WHAT TO WORK ON.
Print, exactly as written, every line from the first line of the records below through the line containing "first switch away.", and nothing further.

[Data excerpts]

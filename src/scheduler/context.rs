//! The context-switch seam.
//!
//! Everything above this file is portable; this is the one module that
//! knows how a thread actually gives up the CPU. On bare metal the
//! switch saves the callee-saved registers on the outgoing stack and
//! swaps stack pointers. On hosted builds each kernel thread is an OS
//! thread holding a permit-counting parker; a switch grants the incoming
//! thread's permit and then blocks on our own, so exactly one kernel
//! thread runs at any moment and the cooperative single-CPU semantics
//! carry over unchanged.

#[cfg(target_os = "none")]
mod imp {
    use core::arch::naked_asm;
    use core::cell::UnsafeCell;

    /// Callee-saved register state per the System V x86-64 ABI, plus the
    /// resume address.
    #[derive(Debug, Clone, Copy)]
    #[repr(C)]
    pub struct Registers {
        pub rsp: u64,
        pub rbp: u64,
        pub rbx: u64,
        pub r12: u64,
        pub r13: u64,
        pub r14: u64,
        pub r15: u64,
        pub rip: u64,
    }

    impl Registers {
        const fn zeroed() -> Registers {
            Registers {
                rsp: 0,
                rbp: 0,
                rbx: 0,
                r12: 0,
                r13: 0,
                r14: 0,
                r15: 0,
                rip: 0,
            }
        }
    }

    pub struct Context {
        regs: UnsafeCell<Registers>,
    }

    impl Context {
        /// For the thread that is already running when the scheduler
        /// comes up; filled in on its first switch away.
        pub fn empty() -> Context {
            Context {
                regs: UnsafeCell::new(Registers::zeroed()),
            }
        }

        /// For a fresh thread: the first switch "returns" into `entry`
        /// at the top of its new stack. The stack pointer is placed so
        /// `entry` sees the ABI-required alignment.
        pub fn fresh(entry: u64, stack_top: u64) -> Context {
            let mut regs = Registers::zeroed();
            regs.rsp = (stack_top & !0xF) - 8;
            regs.rip = entry;
            Context {
                regs: UnsafeCell::new(regs),
            }
        }

        pub(crate) fn regs_ptr(&self) -> *mut Registers {
            self.regs.get()
        }
    }

    /// Save the callee-saved state into `old`, load `new`, and continue
    /// wherever `new` last left off.
    ///
    /// # Safety
    ///
    /// Both pointers must refer to live `Registers` whose stacks remain
    /// valid for the lifetime of the threads involved.
    #[unsafe(naked)]
    pub unsafe extern "C" fn switch_registers(old: *mut Registers, new: *const Registers) {
        naked_asm!(
            "mov [rdi + 0x00], rsp",
            "mov [rdi + 0x08], rbp",
            "mov [rdi + 0x10], rbx",
            "mov [rdi + 0x18], r12",
            "mov [rdi + 0x20], r13",
            "mov [rdi + 0x28], r14",
            "mov [rdi + 0x30], r15",
            "lea rax, [rip + 2f]",
            "mov [rdi + 0x38], rax",
            "mov rsp, [rsi + 0x00]",
            "mov rbp, [rsi + 0x08]",
            "mov rbx, [rsi + 0x10]",
            "mov r12, [rsi + 0x18]",
            "mov r13, [rsi + 0x20]",
            "mov r14, [rsi + 0x28]",
            "mov r15, [rsi + 0x30]",
            "jmp [rsi + 0x38]",
            "2:",
            "ret",
        );
    }

    /// Load `new` without saving anything; the caller's thread is dying
    /// and its stack is about to be reclaimed.
    ///
    /// # Safety
    ///
    /// As for `switch_registers`.
    #[unsafe(naked)]
    pub unsafe extern "C" fn jump_registers(new: *const Registers) -> ! {
        naked_asm!(
            "mov rsp, [rdi + 0x00]",
            "mov rbp, [rdi + 0x08]",
            "mov rbx, [rdi + 0x10]",
            "mov r12, [rdi + 0x18]",
            "mov r13, [rdi + 0x20]",
            "mov r14, [rdi + 0x28]",
            "mov r15, [rdi + 0x30]",
            "jmp [rdi + 0x38]",
        );
    }
}

#[cfg(not(target_os = "none"))]
mod imp {
    use std::sync::{Condvar, Mutex};

    struct Parker {
        permits: Mutex<usize>,
        cvar: Condvar,
    }

    impl Parker {
        fn new() -> Parker {
            Parker {
                permits: Mutex::new(0),
                cvar: Condvar::new(),
            }
        }

        fn park(&self) {
            let mut permits = self.permits.lock().unwrap();
            while *permits == 0 {
                permits = self.cvar.wait(permits).unwrap();
            }
            *permits -= 1;
        }

        fn unpark(&self) {
            let mut permits = self.permits.lock().unwrap();
            *permits += 1;
            self.cvar.notify_one();
        }
    }

    pub struct Context {
        parker: Parker,
    }

    impl Context {
        pub fn empty() -> Context {
            Context {
                parker: Parker::new(),
            }
        }

        /// Block until this thread is switched to again. Permits are
        /// counted, so a wakeup that races our own park is not lost.
        pub(crate) fn park(&self) {
            self.parker.park();
        }

        pub(crate) fn unpark(&self) {
            self.parker.unpark();
        }
    }
}

pub use imp::Context;
#[cfg(target_os = "none")]
pub use imp::{jump_registers, switch_registers, Registers};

WRITTEN SOLUTION.
filename src/scheduler/context.rs
//! The context-switch seam.
//!
//! Everything above this file is portable; this is the one module that
//! knows how a thread actually gives up the CPU. On bare metal the
//! switch saves the callee-saved registers on the outgoing stack and
//! swaps stack pointers. On hosted builds each kernel thread is an OS
//! thread holding a permit-counting parker; a switch grants the incoming
//! thread's permit and then blocks on our own, so exactly one kernel
//! thread runs at any moment and the cooperative single-CPU semantics
//! carry over unchanged.

#[cfg(target_os = "none")]
mod imp {
    use core::arch::naked_asm;
    use core::cell::UnsafeCell;

    /// Callee-saved register state per the System V x86-64 ABI, plus the
    /// resume address.
    #[derive(Debug, Clone, Copy)]
    #[repr(C)]
    pub struct Registers {
        pub rsp: u64,
        pub rbp: u64,
        pub rbx: u64,
        pub r12: u64,
        pub r13: u64,
        pub r14: u64,
        pub r15: u64,
        pub rip: u64,
    }

    impl Registers {
        const fn zeroed() -> Registers {
            Registers {
                rsp: 0,
                rbp: 0,
                rbx: 0,
                r12: 0,
                r13: 0,
                r14: 0,
                r15: 0,
                rip: 0,
            }
        }
    }

    pub struct Context {
        regs: UnsafeCell<Registers>,
    }

    impl Context {
        /// For the thread that is already running when the scheduler
        /// comes up; filled in on its first switch away.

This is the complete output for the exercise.